My latest column for Colchester NCT magazine, for anybody who missed the print edition.
This
autumn my eldest son started school and like many parents I’m catching my
breath thinking, “Wow. How did that happen?”
It
really doesn’t seem that long since we were looking at the Clearblue stick
trying to work out whether it really was a positive. Can it really be almost
five years since he first came into our lives?
From
the moment of his birth, the milestones have fairly whizzed past. First smile,
first word, walking, talking, solids, teeth, nursery, terrible twos, potty
training… it never ends. And then the next one came along. Whenever I find myself
wishing a certain phase was over and that we could move on to the next ‘easier’
bit, I try to remind myself that I wanted children – warts and all. Not that they
have warts yet.
Children
are a work in progress, which for uptight perfectionists like me, can be
torture. It’s very difficult to sit back and have a moment of
self-congratulation at a job well done as there’s another calling on your time.
But of course, that’s the joy of parenthood. The important thing is to enjoy
the journey rather than to fixate on some end point when everything will be ‘just
right’.
It’s
being around for these little accomplishments that makes all the hard bits of
parenting worthwhile, but it’s where a lot of dads miss out due to their jobs.
Work-life
balance is a naff phrase, but it’s an important concept, especially for
parents. However, for many dads it is something to aspire to rather than
actually achieve. Whatever the steps taken to try and create a more
Scandinavian model of shared parenting in this country, the reality is that the
majority of dads maintain a fairly traditional work life.
They
work during the week, seeing less of their children than their partners who are
closer to home, either looking after the children full-time, or combining work
with childcare.
In
a commuter town like Colchester it’s even tougher for many dads. Travel takes a
big chunk out of the day. You might make it home in time for bedtime and
stories, but given the vagaries of the railways, you may not.
I’m
not saying that working dads are bad dads – far from it. Being a breadwinner is
a vitally important role. But I sometimes wonder if we should periodically take
stock of what’s most important.
When
I was a child, my dad worked shifts in a factory. That meant that often I would
hardly see him during the week as he’d either be at work or asleep during the
day after working nights. Even at quite a young age I knew that he was doing
something important and that although he didn’t like working such unsocial
hours, he was doing it for us.
It
didn’t really make it much easier though. I just wanted him to spend more time
with us.
But
the time that he did spend with us was all the more precious because of it, and
he really went out of his way to make sure that he used it in the most fun way.
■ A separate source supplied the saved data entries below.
//! Logging utilities for the notifier client.
//!
//! Every crate logs through the `tracing` macros. The host binary calls one of the
//! init functions here once at start-up. Because the terminal client draws its
//! screens on stdout, [`init_file`] is the normal choice there; [`init_with_level`]
//! writes to stderr and is used when no log directory is configured.

use std::path::Path;
use tracing::{info, warn, Level};
use tracing_appender::non_blocking::WorkerGuard;
use tracing_subscriber::{fmt, prelude::*, EnvFilter};

/// Initialize the tracing subscriber with a specific log level, writing to stderr.
pub fn init_with_level(level: Level) {
    let filter = build_filter(level);

    // try_init: a global subscriber may already be installed (tests, embedding)
    let result = tracing_subscriber::registry()
        .with(
            fmt::layer()
                .with_writer(std::io::stderr)
                .with_target(true)
                .with_file(true)
                .with_line_number(true),
        )
        .with(filter)
        .try_init();

    if result.is_ok() {
        info!("Logging initialized at level: {}", level);
    }
}

/// Initialize the tracing subscriber writing to a daily rolling file.
///
/// The returned guard must be kept alive for as long as logs should be flushed;
/// dropping it stops the background writer.
///
/// # Arguments
///
/// * `directory` - Directory the log files are created in.
/// * `file_prefix` - File name prefix; the date is appended by the appender.
/// * `level` - The minimum log level to record.
pub fn init_file(directory: &Path, file_prefix: &str, level: Level) -> WorkerGuard {
    let appender = tracing_appender::rolling::daily(directory, file_prefix);
    let (writer, guard) = tracing_appender::non_blocking(appender);

    let result = tracing_subscriber::registry()
        .with(
            fmt::layer()
                .with_writer(writer)
                .with_ansi(false)
                .with_target(true)
                .with_thread_ids(true),
        )
        .with(build_filter(level))
        .try_init();

    if result.is_ok() {
        info!(
            "Logging to {}/{} at level: {}",
            directory.display(),
            file_prefix,
            level
        );
    }
    guard
}

/// Parses a configured level name, falling back to INFO on anything unknown.
pub fn parse_level(name: &str) -> Level {
    name.trim().parse().unwrap_or_else(|_| {
        warn!("Unknown log level '{}', using info", name);
        Level::INFO
    })
}

fn build_filter(level: Level) -> EnvFilter {
    // RUST_LOG wins when set; otherwise everything at `level`
    EnvFilter::try_from_default_env().unwrap_or_else(|_| EnvFilter::new(level.as_str()))
}

#[cfg(test)]
mod tests {
    use super::*;

    #[test]
    fn test_parse_level() {
        assert_eq!(parse_level("debug"), Level::DEBUG);
        assert_eq!(parse_level(" WARN "), Level::WARN);
        assert_eq!(parse_level("chatty"), Level::INFO);
    }
}
//! Localized strings for the schedule notifier client.
//!
//! The client speaks two languages: Hebrew (the default, right-to-left) and
//! English. Strings are looked up by key through a [`StringTable`]; a key that is
//! missing for a language resolves to the key itself so a gap in a table never
//! blanks out the UI.
//!
//! ```
//! use notifier_i18n::{keys, Language, StringTable};
//!
//! let table = StringTable::builtin();
//! assert_eq!(table.t(Language::En, keys::NEXT), "Next");
//! assert_eq!(table.t(Language::En, "unknownKey"), "unknownKey");
//! ```

use once_cell::sync::Lazy;
use serde::{Deserialize, Serialize};
use std::collections::HashMap;
use std::fmt;
use std::sync::Arc;

pub mod keys;
mod tables;

/// One of the languages the client ships strings for.
#[derive(Debug, Clone, Copy, PartialEq, Eq, Hash, Default, Serialize, Deserialize)]
#[serde(rename_all = "lowercase")]
pub enum Language {
    #[default]
    He,
    En,
}

/// Text direction of a rendered document.
#[derive(Debug, Clone, Copy, PartialEq, Eq)]
pub enum TextDirection {
    Rtl,
    Ltr,
}

impl TextDirection {
    pub fn as_str(&self) -> &'static str {
        match self {
            TextDirection::Rtl => "rtl",
            TextDirection::Ltr => "ltr",
        }
    }
}

impl Language {
    pub const ALL: [Language; 2] = [Language::He, Language::En];

    /// The wire/storage code ("he", "en").
    pub fn code(&self) -> &'static str {
        match self {
            Language::He => "he",
            Language::En => "en",
        }
    }

    /// Parses a stored code. Unknown codes are rejected rather than guessed.
    pub fn from_code(code: &str) -> Option<Language> {
        match code.trim().to_ascii_lowercase().as_str() {
            "he" => Some(Language::He),
            "en" => Some(Language::En),
            _ => None,
        }
    }

    /// The other language; used by the header toggle.
    pub fn toggled(&self) -> Language {
        match self {
            Language::He => Language::En,
            Language::En => Language::He,
        }
    }

    pub fn direction(&self) -> TextDirection {
        match self {
            Language::He => TextDirection::Rtl,
            Language::En => TextDirection::Ltr,
        }
    }
}

impl fmt::Display for Language {
    fn fmt(&self, f: &mut fmt::Formatter<'_>) -> fmt::Result {
        f.write_str(self.code())
    }
}

static BUILTIN: Lazy<StringTable> = Lazy::new(StringTable::from_bundled_tables);

/// Key -> display string lookup per language.
///
/// Cheap to clone; the entries are shared.
#[derive(Debug, Clone)]
pub struct StringTable {
    entries: Arc<HashMap<Language, HashMap<String, String>>>,
}

impl StringTable {
    /// The translations bundled with the client.
    pub fn builtin() -> Self {
        BUILTIN.clone()
    }

    fn from_bundled_tables() -> Self {
        let mut entries = HashMap::new();
        for language in Language::ALL {
            let table = tables::entries(language)
                .iter()
                .map(|(k, v)| (k.to_string(), v.to_string()))
                .collect();
            entries.insert(language, table);
        }
        Self {
            entries: Arc::new(entries),
        }
    }

    /// An empty table; every lookup falls back to its key.
    pub fn empty() -> Self {
        Self {
            entries: Arc::new(HashMap::new()),
        }
    }

    /// Returns a copy of this table with one entry replaced or added.
    pub fn with_entry(&self, language: Language, key: &str, value: &str) -> Self {
        let mut entries = (*self.entries).clone();
        entries
            .entry(language)
            .or_default()
            .insert(key.to_string(), value.to_string());
        Self {
            entries: Arc::new(entries),
        }
    }

    /// Looks up `key` for `language`, falling back to the key itself.
    pub fn t<'a>(&'a self, language: Language, key: &'a str) -> &'a str {
        self.entries
            .get(&language)
            .and_then(|table| table.get(key))
            .map(String::as_str)
            .unwrap_or(key)
    }
}

impl Default for StringTable {
    fn default() -> Self {
        Self::builtin()
    }
}
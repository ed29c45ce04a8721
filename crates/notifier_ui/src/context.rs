use std::sync::Arc;
use std::time::Duration;

use notifier_common::services::ScheduleService;
use notifier_firebase::PushRegistrationService;
use notifier_i18n::StringTable;
use notifier_store::PreferenceStore;

/// Handles to every collaborator the flows use, built once by the host.
#[derive(Clone)]
pub struct AppContext {
    pub schedule: Arc<dyn ScheduleService>,
    pub push: Arc<PushRegistrationService>,
    pub store: PreferenceStore,
    pub strings: StringTable,
    /// How long the onboarding "done" screen stays up before Home takes over.
    pub completion_delay: Duration,
}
I have great memories of holidays, day trips and times with family and friends.
Now that he is no longer here, those memories are all the more important to me.
I
work from home, something that I feel very fortunate to do. Because of this I
have been able to see up close the development of both of my sons. I won’t deny
that there have been times when I would rather have been at the other end of a
railway line, but generally it has been a rather wonderful thing.
When
J was just over a year old, my wife went back to work. We put him in
nursery three days a week and I was to look after him for the other two.
In
the lead up to this handover I was remarkably relaxed about what was imminent,
probably because I didn’t really know how hard it was going to be. Of course I had
changed nappies, I had fed J as he moved on to solid food, I played with
him, but all of these activities took part with the support blanket of my wife
nearby. It really was a bit of a steep learning curve when it was just him and
me.
Every
little task seemed to take twice or three times as long as it should have.
Simply leaving the house was a logistical challenge as there was so much stuff
you needed to have with you. I’d leave, get fifty yards down the road and have
to go back for the nappies. Then for the spare clothes, then for something
else.
I
was stunned by how tough everything was – I was shattered at the end of the day
with this one year old. All the time I’d been watching from the sidelines, my
wife seemed to manage it effortlessly. When it came to my turn, I sort of
managed to do everything that has to be done, but in the manner of the 20-stone
guy who finishes a marathon in eight hours, sweating profusely and with
bleeding nipples. Mission accomplished, but he’s hardly going to worry Paula
Radcliffe.
What
this taught me was a respect for the partner who does stay at home with the
kids. Anybody who doesn’t count this as real work had obviously not spent a
full day with a demanding toddler.
But
it’s great too, and something more dads should try out. It’s not possible for
everyone, but parents do have the option of asking their employers for more
family friendly working terms. It can be easy to kid yourself that you won’t
get them, or that you need the money more than time with your child. But at the
end of the day, you only get to be a dad once. What do you value most?
1 comment:
Good post. I am facing a few of these issues as well.